═══ INPUT DATA
const NO_TEXT_PLACEHOLDER: &str = "*No text detected in image.*\n";

/// Renders the fixed-structure Markdown transcript: heading, source image
/// line, optional language line (server output only), a rule, then one
/// bullet per non-empty detected string in engine order.
pub fn render(image_path: &str, language: Option<&str>, texts: &[String]) -> String {
    let mut document = String::from("# OCR Result\n\n");
    document.push_str(&format!("**Source Image:** `{image_path}`\n\n"));
    if let Some(language) = language {
        document.push_str(&format!("**Language:** `{language}`\n\n"));
    }
    document.push_str("---\n\n");

    let mut wrote_any = false;
    for text in texts {
        let trimmed = text.trim();
        if trimmed.is_empty() {
            continue;
        }
        document.push_str(&format!("- {trimmed}\n"));
        wrote_any = true;
    }
    if !wrote_any {
        document.push_str(NO_TEXT_PLACEHOLDER);
    }
    document
}

#[cfg(test)]
mod tests {
    use super::*;

    fn texts(values: &[&str]) -> Vec<String> {
        values.iter().map(|value| value.to_string()).collect()
    }

    #[test]
    fn renders_bullets_in_order() {
        let output = render("scan.png", None, &texts(&["Hello", "World"]));
        assert!(output.starts_with("# OCR Result\n"));
        assert!(output.contains("**Source Image:** `scan.png`"));
        assert!(output.contains("---\n"));
        let hello = output.find("- Hello\n").expect("first bullet");
        let world = output.find("- World\n").expect("second bullet");
        assert!(hello < world);
        assert!(!output.contains("**Language:**"));
    }

    #[test]
    fn includes_language_when_given() {
        let output = render("scan.png", Some("en"), &texts(&["line"]));
        assert!(output.contains("**Language:** `en`"));
    }

    #[test]
    fn empty_results_render_the_placeholder() {
        let output = render("scan.png", Some("ch"), &texts(&["", "   ", "\t"]));
        assert!(output.contains("*No text detected in image.*"));
        assert!(!output.contains("\n- "));
    }

    #[test]
    fn whitespace_is_trimmed_from_bullets() {
        let output = render("scan.png", None, &texts(&["  padded  "]));
        assert!(output.contains("- padded\n"));
    }
}
use serde_json::Value;

use crate::geometry::{BBox, Point};

/// One detected text span with whatever geometry the engine reported.
/// Coordinates are in preprocessed-image pixel space.
#[derive(Debug, Clone, Default)]
pub struct RecognitionUnit {
    pub text: String,
    pub bbox: Option<BBox>,
    pub polygon: Option<Vec<Point>>,
}

#[derive(Debug, Clone, Default)]
pub struct PageResult {
    pub units: Vec<RecognitionUnit>,
}

impl PageResult {
    pub fn from_texts<I, S>(texts: I) -> Self
    where
        I: IntoIterator<Item = S>,
        S: Into<String>,
    {
        Self {
            units: texts
                .into_iter()
                .map(|text| RecognitionUnit {
                    text: text.into(),
                    ..RecognitionUnit::default()
                })
                .collect(),
        }
    }
}

/// Adapts one engine result document into a `PageResult`. Depending on the
/// engine version the fields sit at the top level or under a `res` key;
/// all of the defensive probing lives here. Malformed geometry entries
/// resolve to `None`, never an error.
pub fn parse_page_result(value: &Value) -> PageResult {
    let body = value
        .get("res")
        .filter(|nested| nested.is_object())
        .unwrap_or(value);
    let texts = string_list(body.get("rec_texts"));
    let boxes = body.get("rec_boxes");
    let polygons = body.get("rec_polys").or_else(|| body.get("dt_polys"));

    let units = texts
        .into_iter()
        .enumerate()
        .map(|(index, text)| RecognitionUnit {
            text,
            bbox: parse_bbox(boxes.and_then(|entries| entries.get(index))),
            polygon: parse_polygon(polygons.and_then(|entries| entries.get(index))),
        })
        .collect();

    PageResult { units }
}

// Non-string entries map to empty strings so indices stay aligned with
// the geometry arrays; empty texts are filtered downstream.
fn string_list(value: Option<&Value>) -> Vec<String> {
    match value {
        Some(Value::Array(items)) => items
            .iter()
            .map(|item| item.as_str().unwrap_or_default().to_string())
            .collect(),
        Some(Value::String(text)) => {
            if text.trim().is_empty() {
                Vec::new()
            } else {
                vec![text.clone()]
            }
        }
        _ => Vec::new(),
    }
}

fn parse_bbox(value: Option<&Value>) -> Option<BBox> {
    let entries = value?.as_array()?;
    if entries.len() < 4 {
        return None;
    }
    let mut coords = [0f64; 4];
    for (slot, entry) in coords.iter_mut().zip(entries.iter()) {
        *slot = entry.as_f64()?;
    }
    Some(BBox {
        x_min: coords[0],
        y_min: coords[1],
        x_max: coords[2],
        y_max: coords[3],
    })
}

fn parse_polygon(value: Option<&Value>) -> Option<Vec<Point>> {
    let entries = value?.as_array()?;
    let points: Vec<Point> = entries
        .iter()
        .filter_map(|entry| {
            let pair = entry.as_array()?;
            Some(Point {
                x: pair.first()?.as_f64()?,
                y: pair.get(1)?.as_f64()?,
            })
        })
        .collect();
    if points.len() >= 4 { Some(points) } else { None }
}

#[cfg(test)]
mod tests {
    use super::*;
    use serde_json::json;

    #[test]
    fn parses_top_level_result() {
        let value = json!({
            "rec_texts": ["Hello", "World"],
            "rec_boxes": [[1.0, 2.0, 30.0, 40.0], [5, 6, 70, 80]],
        });
        let page = parse_page_result(&value);
        assert_eq!(page.units.len(), 2);
        assert_eq!(page.units[0].text, "Hello");
        assert_eq!(
            page.units[0].bbox,
            Some(BBox {
                x_min: 1.0,
                y_min: 2.0,
                x_max: 30.0,
                y_max: 40.0,
            })
        );
        assert_eq!(page.units[1].text, "World");
        assert!(page.units[1].polygon.is_none());
    }

    #[test]
    fn parses_nested_res_wrapper() {
        let value = json!({
            "res": {
                "rec_texts": ["nested"],
                "dt_polys": [[[0, 0], [10, 0], [10, 5], [0, 5]]],
            }
        });
        let page = parse_page_result(&value);
        assert_eq!(page.units.len(), 1);
        assert!(page.units[0].bbox.is_none());
        let polygon = page.units[0].polygon.as_ref().expect("polygon");
        assert_eq!(polygon.len(), 4);
        assert_eq!(polygon[2], Point { x: 10.0, y: 5.0 });
    }

    #[test]
    fn single_string_becomes_one_unit() {
        let page = parse_page_result(&json!({ "rec_texts": "only line" }));
        assert_eq!(page.units.len(), 1);
        assert_eq!(page.units[0].text, "only line");
    }

    #[test]
    fn malformed_geometry_is_dropped_per_unit() {
        let value = json!({
            "rec_texts": ["a", "b", "c"],
            "rec_boxes": [[1.0, 2.0], "nonsense"],
            "rec_polys": [null, [[0, 0], [1, 1]], [[0, 0], [1, 0], [1, 1], [0, 1]]],
        });
        let page = parse_page_result(&value);
        assert_eq!(page.units.len(), 3);
        // short box and short polygon both resolve to no geometry
        assert!(page.units[0].bbox.is_none());
        assert!(page.units[0].polygon.is_none());
        assert!(page.units[1].bbox.is_none());
        assert!(page.units[1].polygon.is_none());
        // the third unit still gets its valid polygon
        assert!(page.units[2].polygon.is_some());
    }

    #[test]
    fn missing_fields_yield_empty_page() {
        let page = parse_page_result(&json!({ "something_else": true }));
        assert!(page.units.is_empty());
    }
}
══════
*DESCRIPTION OF THE TASK*:
Output the data in full, precisely as it appears above.

*SOLVED EXERCISE*:
const NO_TEXT_PLACEHOLDER: &str = "*No text detected in image.*\n";

/// Renders the fixed-structure Markdown transcript: heading, source image
/// line, optional language line (server output only), a rule, then one
/// bullet per non-empty detected string in engine order.
pub fn render(image_path: &str, language: Option<&str>, texts: &[String]) -> String {
    let mut document = String::from("# OCR Result\n\n");
    document.push_str(&format!("**Source Image:** `{image_path}`\n\n"));
    if let Some(language) = language {
        document.push_str(&format!("**Language:** `{language}`\n\n"));
    }
    document.push_str("---\n\n");

    let mut wrote_any = false;
    for text in texts {
        let trimmed = text.trim();
        if trimmed.is_empty() {
            continue;
        }
        document.push_str(&format!("- {trimmed}\n"));
        wrote_any = true;
    }
    if !wrote_any {
        document.push_str(NO_TEXT_PLACEHOLDER);
    }
    document
}

#[cfg(test)]
mod tests {
    use super::*;

    fn texts(values: &[&str]) -> Vec<String> {
        values.iter().map(|value| value.to_string()).collect()
    }

    #[test]
    fn renders_bullets_in_order() {
        let output = render("scan.png", None, &texts(&["Hello", "World"]));
        assert!(output.starts_with("# OCR Result\n"));
        assert!(output.contains("**Source Image:** `scan.png`"));
        assert!(output.contains("---\n"));
        let hello = output.find("- Hello\n").expect("first bullet");
        let world = output.find("- World\n").expect("second bullet");
        assert!(hello < world);
        assert!(!output.contains("**Language:**"));
    }

    #[test]
    fn includes_language_when_given() {
        let output = render("scan.png", Some("en"), &texts(&["line"]));
        assert!(output.contains("**Language:** `en`"));
    }

    #[test]
    fn empty_results_render_the_placeholder() {
        let output = render("scan.png", Some("ch"), &texts(&["", "   ", "\t"]));
        assert!(output.contains("*No text detected in image.*"));
        assert!(!output.contains("\n- "));
    }

    #[test]
    fn whitespace_is_trimmed_from_bullets() {
        let output = render("scan.png", None, &texts(&["  padded  "]));
        assert!(output.contains("- padded\n"));
    }
}
use serde_json::Value;

use crate::geometry::{BBox, Point};

/// One detected text span with whatever geometry the engine reported.
/// Coordinates are in preprocessed-image pixel space.
#[derive(Debug, Clone, Default)]
pub struct RecognitionUnit {
    pub text: String,
    pub bbox: Option<BBox>,
    pub polygon: Option<Vec<Point>>,
}

#[derive(Debug, Clone, Default)]
pub struct PageResult {
    pub units: Vec<RecognitionUnit>,
}

impl PageResult {
    pub fn from_texts<I, S>(texts: I) -> Self
    where
        I: IntoIterator<Item = S>,
        S: Into<String>,
    {
        Self {
            units: texts
                .into_iter()
                .map(|text| RecognitionUnit {
                    text: text.into(),
                    ..RecognitionUnit::default()
                })
                .collect(),
        }
    }
}

/// Adapts one engine result document into a `PageResult`. Depending on the
/// engine version the fields sit at the top level or under a `res` key;
/// all of the defensive probing lives here. Malformed geometry entries
/// resolve to `None`, never an error.
pub fn parse_page_result(value: &Value) -> PageResult {
    let body = value
        .get("res")
        .filter(|nested| nested.is_object())
        .unwrap_or(value);
    let texts = string_list(body.get("rec_texts"));
    let boxes = body.get("rec_boxes");
    let polygons = body.get("rec_polys").or_else(|| body.get("dt_polys"));

    let units = texts
        .into_iter()
        .enumerate()
        .map(|(index, text)| RecognitionUnit {
            text,
            bbox: parse_bbox(boxes.and_then(|entries| entries.get(index))),
            polygon: parse_polygon(polygons.and_then(|entries| entries.get(index))),
        })
        .collect();

    PageResult { units }
}

// Non-string entries map to empty strings so indices stay aligned with
// the geometry arrays; empty texts are filtered downstream.
fn string_list(value: Option<&Value>) -> Vec<String> {
    match value {
        Some(Value::Array(items)) => items
            .iter()
            .map(|item| item.as_str().unwrap_or_default().to_string())
            .collect(),
        Some(Value::String(text)) => {
            if text.trim().is_empty() {
                Vec::new()
            } else {
                vec![text.clone()]
            }
        }
        _ => Vec::new(),
    }
}

fn parse_bbox(value: Option<&Value>) -> Option<BBox> {
    let entries = value?.as_array()?;
    if entries.len() < 4 {
        return None;
    }
    let mut coords = [0f64; 4];
    for (slot, entry) in coords.iter_mut().zip(entries.iter()) {
        *slot = entry.as_f64()?;
    }
    Some(BBox {
        x_min: coords[0],
        y_min: coords[1],
        x_max: coords[2],
        y_max: coords[3],
    })
}

fn parse_polygon(value: Option<&Value>) -> Option<Vec<Point>> {
    let entries = value?.as_array()?;
    let points: Vec<Point> = entries
        .iter()
        .filter_map(|entry| {
            let pair = entry.as_array()?;
            Some(Point {
                x: pair.first()?.as_f64()?,
                y: pair.get(1)?.as_f64()?,
            })
        })
        .collect();
    if points.len() >= 4 { Some(points) } else { None }
}

#[cfg(test)]
mod tests {
    use super::*;
    use serde_json::json;

    #[test]
    fn parses_top_level_result() {
        let value = json!({
            "rec_texts": ["Hello", "World"],
            "rec_boxes": [[1.0, 2.0, 30.0, 40.0], [5, 6, 70, 80]],
        });
        let page = parse_page_result(&value);
        assert_eq!(page.units.len(), 2);
        assert_eq!(page.units[0].text, "Hello");
        assert_eq!(
            page.units[0].bbox,
            Some(BBox {
                x_min: 1.0,
                y_min: 2.0,
                x_max: 30.0,
                y_max: 40.0,
            })
        );
        assert_eq!(page.units[1].text, "World");
        assert!(page.units[1].polygon.is_none());
    }

    #[test]
    fn parses_nested_res_wrapper() {
        let value = json!({
            "res": {
                "rec_texts": ["nested"],
                "dt_polys": [[[0, 0], [10, 0], [10, 5], [0, 5]]],
            }
        });
        let page = parse_page_result(&value);
        assert_eq!(page.units.len(), 1);
        assert!(page.units[0].bbox.is_none());
        let polygon = page.units[0].polygon.as_ref().expect("polygon");
        assert_eq!(polygon.len(), 4);
        assert_eq!(polygon[2], Point { x: 10.0, y: 5.0 });
    }

    #[test]
    fn single_string_becomes_one_unit() {
        let page = parse_page_result(&json!({ "rec_texts": "only line" }));
        assert_eq!(page.units.len(), 1);
        assert_eq!(page.units[0].text, "only line");
    }

    #[test]
    fn malformed_geometry_is_dropped_per_unit() {
        let value = json!({
            "rec_texts": ["a", "b", "c"],
            "rec_boxes": [[1.0, 2.0], "nonsense"],
            "rec_polys": [null, [[0, 0], [1, 1]], [[0, 0], [1, 0], [1, 1], [0, 1]]],
        });
        let page = parse_page_result(&value);
        assert_eq!(page.units.len(), 3);
        // short box and short polygon both resolve to no geometry
        assert!(page.units[0].bbox.is_none());
        assert!(page.units[0].polygon.is_none());
        assert!(page.units[1].bbox.is_none());
        assert!(page.units[1].polygon.is_none());
        // the third unit still gets its valid polygon
        assert!(page.units[2].polygon.is_some());
    }

    #[test]
    fn missing_fields_yield_empty_page() {
        let page = parse_page_result(&json!({ "something_else": true }));
        assert!(page.units.is_empty());
    }
}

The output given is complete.